[[ INFORMATION PROVIDED open ]]

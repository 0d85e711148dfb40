//! Byte-level sanitization tables shared by key and tag scanning.
//!
//! Both tables agree on letters/digits/`.`/`-`/`_` (kept), `/` (rewritten to
//! `-`), and space/tab (rewritten to `_`). They differ only in what happens
//! to ASCII uppercase letters: a key drops anything outside its keep-set,
//! while a tag lowercases uppercase letters instead of dropping them.

/// Result of sanitizing one input byte.
pub enum Sanitized {
    /// Keep the byte unchanged.
    Keep,
    /// Replace the byte with this one.
    Rewrite(u8),
    /// Drop the byte entirely (the caller must shift the remainder left).
    Drop,
}

/// Sanitization rule for key bytes (ASCII letters/digits only; uppercase is
/// not special-cased and passes through as a kept byte).
pub fn sanitize_key_byte(b: u8) -> Sanitized {
    match b {
        b'a'..=b'z' | b'A'..=b'Z' | b'0'..=b'9' | b'.' | b'-' | b'_' => Sanitized::Keep,
        b'/' => Sanitized::Rewrite(b'-'),
        b' ' | b'\t' => Sanitized::Rewrite(b'_'),
        _ => Sanitized::Drop,
    }
}

/// Sanitization rule for tag bytes: like a key, except uppercase ASCII
/// letters are lowercased in place rather than dropped.
pub fn sanitize_tag_byte(b: u8) -> Sanitized {
    match b {
        b'a'..=b'z' | b'0'..=b'9' | b'.' | b':' | b'-' | b'_' => Sanitized::Keep,
        b'A'..=b'Z' => Sanitized::Rewrite(b.to_ascii_lowercase()),
        b'/' => Sanitized::Rewrite(b'-'),
        b' ' | b'\t' => Sanitized::Rewrite(b'_'),
        _ => Sanitized::Drop,
    }
}

#[cfg(test)]
mod tests {
    use super::*;

    #[test]
    fn key_table_drops_uppercase_outside_keep_set() {
        // Uppercase letters are in the key keep-set (they just aren't
        // lowercased); only genuinely foreign bytes are dropped.
        assert!(matches!(sanitize_key_byte(b'$'), Sanitized::Drop));
        assert!(matches!(sanitize_key_byte(b'A'), Sanitized::Keep));
    }

    #[test]
    fn tag_table_lowercases_uppercase() {
        assert!(matches!(sanitize_tag_byte(b'A'), Sanitized::Rewrite(b'a')));
    }

    #[test]
    fn both_tables_rewrite_slash_and_whitespace() {
        assert!(matches!(sanitize_key_byte(b'/'), Sanitized::Rewrite(b'-')));
        assert!(matches!(sanitize_tag_byte(b'/'), Sanitized::Rewrite(b'-')));
        assert!(matches!(sanitize_key_byte(b' '), Sanitized::Rewrite(b'_')));
        assert!(matches!(sanitize_tag_byte(b'\t'), Sanitized::Rewrite(b'_')));
    }
}
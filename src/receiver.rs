//! Receiver glue: turns one datagram into dispatched `Metric`/`Event`
//! records.
//!
//! This is intentionally thin — it owns no socket and no aggregation logic.
//! Grounded in the overall datagram-to-dispatch flow (lines → lexer →
//! dispatcher) rather than any single source file, since socket I/O is
//! explicitly out of scope; the per-line error counting and debug-level
//! logging follow a policy of never logging in a per-metric hot path.

use std::sync::atomic::{AtomicU64, Ordering};

use tracing::debug;

use crate::aggregator::Aggregator;
use crate::cancel::CancellationToken;
use crate::dispatcher::Dispatcher;
use crate::error::ParseError;
use crate::lexer::{self, Record};

/// Configuration recognized by the receiver glue.
#[derive(Debug, Clone, Default)]
pub struct ReceiverConfig {
    /// Prepended to every metric name as `namespace + "." + key`.
    pub namespace: Option<String>,
    /// Prepended to every produced `Metric`/`Event`'s tags, ahead of the
    /// tags parsed from the wire line.
    pub default_tags: Vec<Vec<u8>>,
}

/// Splits datagrams into lines, lexes each one, and forwards the result to
/// a [`Dispatcher`]. Parse errors are counted and dropped, never logged
/// above `debug`, so a flood of malformed input cannot itself become a
/// logging flood.
pub struct Receiver<A: Aggregator> {
    config: ReceiverConfig,
    dispatcher: std::sync::Arc<Dispatcher<A>>,
    parse_errors: AtomicU64,
}

impl<A: Aggregator> Receiver<A> {
    /// Creates a receiver forwarding to `dispatcher` under `config`.
    #[must_use]
    pub fn new(dispatcher: std::sync::Arc<Dispatcher<A>>, config: ReceiverConfig) -> Self {
        Self {
            config,
            dispatcher,
            parse_errors: AtomicU64::new(0),
        }
    }

    /// Total number of lines dropped for failing to parse, since this
    /// receiver was created.
    #[must_use]
    pub fn parse_error_count(&self) -> u64 {
        self.parse_errors.load(Ordering::Relaxed)
    }

    /// Splits `datagram` on `\n`, lexes and dispatches each non-empty line.
    ///
    /// Returns `Err` only if dispatch itself was cancelled partway through;
    /// lines that fail to parse are counted and silently dropped, never
    /// surfaced as an error from this call.
    pub fn handle_datagram(
        &self,
        ctx: &CancellationToken,
        datagram: &[u8],
    ) -> Result<(), crate::error::DispatchError> {
        for line in datagram.split(|&b| b == b'\n') {
            if line.is_empty() {
                continue;
            }
            self.handle_line(ctx, line)?;
        }
        Ok(())
    }

    fn handle_line(
        &self,
        ctx: &CancellationToken,
        line: &[u8],
    ) -> Result<(), crate::error::DispatchError> {
        let mut owned = line.to_vec();
        let namespace = self.config.namespace.as_deref();
        match lexer::run(&mut owned, namespace) {
            Ok(Record::Metric(mut metric)) => {
                let mut tags = self.config.default_tags.clone();
                tags.extend(metric.tags);
                metric.tags = tags;
                self.dispatcher.dispatch_metric(ctx, metric)
            }
            Ok(Record::Event(mut event)) => {
                let mut tags = self.config.default_tags.clone();
                tags.extend(event.tags);
                event.tags = tags;
                self.dispatcher.dispatch_event(ctx, event)
            }
            Err(err) => {
                self.note_parse_error(err);
                Ok(())
            }
        }
    }

    fn note_parse_error(&self, err: ParseError) {
        self.parse_errors.fetch_add(1, Ordering::Relaxed);
        debug!(error = %err, "dropping unparsable line");
    }
}
//! The `Aggregator` capability: the one piece of this core left abstract.
//!
//! Grounded in the original dispatcher's `Aggregator`/`AggregatorFactory`
//! interfaces; kept abstract exactly as directed so the dispatcher/worker
//! core never depends on concrete counter/gauge/timer/set math. A minimal
//! reference implementation exists only under `#[cfg(test)]` support code
//! for exercising the concurrency core (see `tests/`).

use std::sync::Arc;
use std::time::SystemTime;

use crossbeam::channel::Sender;
use crossbeam::sync::WaitGroup;

use crate::cancel::CancellationToken;
use crate::model::{Event, Metric};

/// Opaque per-shard folding state. One instance is owned exclusively by one
/// worker for the dispatcher's lifetime; the worker is the only thread that
/// ever touches it, so implementations need no internal synchronization.
pub trait Aggregator: Send + 'static {
    /// The value a flush produces; travels the flush result channel to
    /// whatever consumer called [`crate::dispatcher::Dispatcher::flush`].
    type Snapshot: Send + 'static;

    /// Folds one metric into accumulator state.
    fn receive(&mut self, metric: Metric, now: SystemTime);

    /// Folds one event into accumulator state.
    fn receive_event(&mut self, event: Event);

    /// Produces a snapshot of current state. `now` is passed in rather than
    /// read directly so tests can stub the clock.
    fn flush(&mut self, now: &dyn Fn() -> SystemTime) -> Self::Snapshot;

    /// Clears accumulators. What "clear" means per metric type (e.g.
    /// whether gauges retain their last value) is an aggregator concern.
    fn reset(&mut self, now: SystemTime);

    /// Invokes a read-only visitor over current state.
    fn process(&mut self, visitor: &dyn Fn(&Self));
}

/// Produces one fresh aggregator per worker.
///
/// Mirrors the original `AggregatorFactory` interface plus its
/// `AggregatorFactoryFunc` adapter: the blanket impl below lets any
/// `Fn() -> A` closure serve directly as a factory, the same role the Go
/// adapter type played.
pub trait AggregatorFactory<A: Aggregator>: Send + Sync {
    /// Creates one new aggregator instance.
    fn create(&self) -> A;
}

impl<A, F> AggregatorFactory<A> for F
where
    A: Aggregator,
    F: Fn() -> A + Send + Sync,
{
    fn create(&self) -> A {
        (self)()
    }
}

/// A flush request in flight to one worker.
///
/// `result` is a `Sender` clone handed out only to commands actually
/// delivered to a worker. Dropping the last such clone closes the flush
/// consumer's channel, so there is no explicit outstanding-count to
/// maintain: the worker drops its clone exactly once, after it has either
/// sent or discarded the snapshot.
pub(crate) struct FlushCommand<S> {
    pub(crate) ctx: CancellationToken,
    pub(crate) result: Sender<S>,
}

/// A process request in flight to one worker.
///
/// `wg` is a [`WaitGroup`] clone handed out only to commands actually
/// delivered; the caller's own clone resolves once every delivered
/// command's worker has invoked `f` and dropped its clone.
pub(crate) struct ProcessCommand<A: Aggregator> {
    pub(crate) f: Arc<dyn Fn(&A) + Send + Sync>,
    pub(crate) wg: WaitGroup,
}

[[ INFORMATION PROVIDED closed ]]

Match on "handed": copy every line in the records that has it.

## WRITTEN ANSWER
/// `result` is a `Sender` clone handed out only to commands actually
/// `wg` is a [`WaitGroup`] clone handed out only to commands actually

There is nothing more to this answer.